WHAT YOU WILL DO -> Keeping every line intact, repeat the data word for word.

EXERCISE INPUT ->

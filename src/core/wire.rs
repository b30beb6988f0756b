//! Canonical wire encoding shared by every argument and result field.
//!
//! Text goes through `hex(base64(text))`. File contents additionally pass
//! through gzip first: `hex(base64(gzip(bytes)))`.

use base64::Engine;
use flate2::Compression;
use flate2::read::GzDecoder;
use flate2::write::GzEncoder;
use std::io::{Read, Write};
use thiserror::Error;

#[derive(Debug, Error)]
pub enum WireError {
    #[error("hex decode failed: {0}")]
    Hex(#[from] hex::FromHexError),
    #[error("base64 decode failed: {0}")]
    Base64(#[from] base64::DecodeError),
    #[error("decoded text is not valid UTF-8: {0}")]
    Utf8(#[from] std::string::FromUtf8Error),
    #[error("gzip stream failed: {0}")]
    Gzip(#[from] std::io::Error),
}

fn engine() -> &'static base64::engine::GeneralPurpose {
    &base64::engine::general_purpose::STANDARD
}

fn encode_bytes(bytes: &[u8]) -> String {
    hex::encode(engine().encode(bytes))
}

fn decode_bytes(input: &str) -> Result<Vec<u8>, WireError> {
    let b64 = hex::decode(input)?;
    Ok(engine().decode(b64)?)
}

pub fn encode(text: &str) -> String {
    encode_bytes(text.as_bytes())
}

pub fn decode(input: &str) -> Result<String, WireError> {
    Ok(String::from_utf8(decode_bytes(input)?)?)
}

pub fn encode_bin(bytes: &[u8]) -> Result<String, WireError> {
    let mut gz = GzEncoder::new(Vec::new(), Compression::default());
    gz.write_all(bytes)?;
    Ok(encode_bytes(&gz.finish()?))
}

/// Inverse of [`encode_bin`]; decompression runs last.
pub fn decode_bin(input: &str) -> Result<Vec<u8>, WireError> {
    let compressed = decode_bytes(input)?;
    let mut out = Vec::new();
    GzDecoder::new(&compressed[..]).read_to_end(&mut out)?;
    Ok(out)
}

OUTPUT OF THE TASK ->
filename src/core/wire.rs
repository b30beb6988f0756b
//! Canonical wire encoding shared by every argument and result field.
//!
//! Text goes through `hex(base64(text))`. File contents additionally pass
//! through gzip first: `hex(base64(gzip(bytes)))`.

use base64::Engine;
use flate2::Compression;
use flate2::read::GzDecoder;
use flate2::write::GzEncoder;
use std::io::{Read, Write};
use thiserror::Error;

#[derive(Debug, Error)]
pub enum WireError {
    #[error("hex decode failed: {0}")]
    Hex(#[from] hex::FromHexError),
    #[error("base64 decode failed: {0}")]
    Base64(#[from] base64::DecodeError),
    #[error("decoded text is not valid UTF-8: {0}")]
    Utf8(#[from] std::string::FromUtf8Error),
    #[error("gzip stream failed: {0}")]
    Gzip(#[from] std::io::Error),
}

fn engine() -> &'static base64::engine::GeneralPurpose {
    &base64::engine::general_purpose::STANDARD
}

fn encode_bytes(bytes: &[u8]) -> String {
    hex::encode(engine().encode(bytes))
}

fn decode_bytes(input: &str) -> Result<Vec<u8>, WireError> {
    let b64 = hex::decode(input)?;
    Ok(engine().decode(b64)?)
}

pub fn encode(text: &str) -> String {
    encode_bytes(text.as_bytes())
}

pub fn decode(input: &str) -> Result<String, WireError> {
    Ok(String::from_utf8(decode_bytes(input)?)?)
}

pub fn encode_bin(bytes: &[u8]) -> Result<String, WireError> {
    let mut gz = GzEncoder::new(Vec::new(), Compression::default());
    gz.write_all(bytes)?;
    Ok(encode_bytes(&gz.finish()?))
}

/// Inverse of [`encode_bin`]; decompression runs last.
pub fn decode_bin(input: &str) -> Result<Vec<u8>, WireError> {
    let compressed = decode_bytes(input)?;
    let mut out = Vec::new();
    GzDecoder::new(&compressed[..]).read_to_end(&mut out)?;
    Ok(out)
}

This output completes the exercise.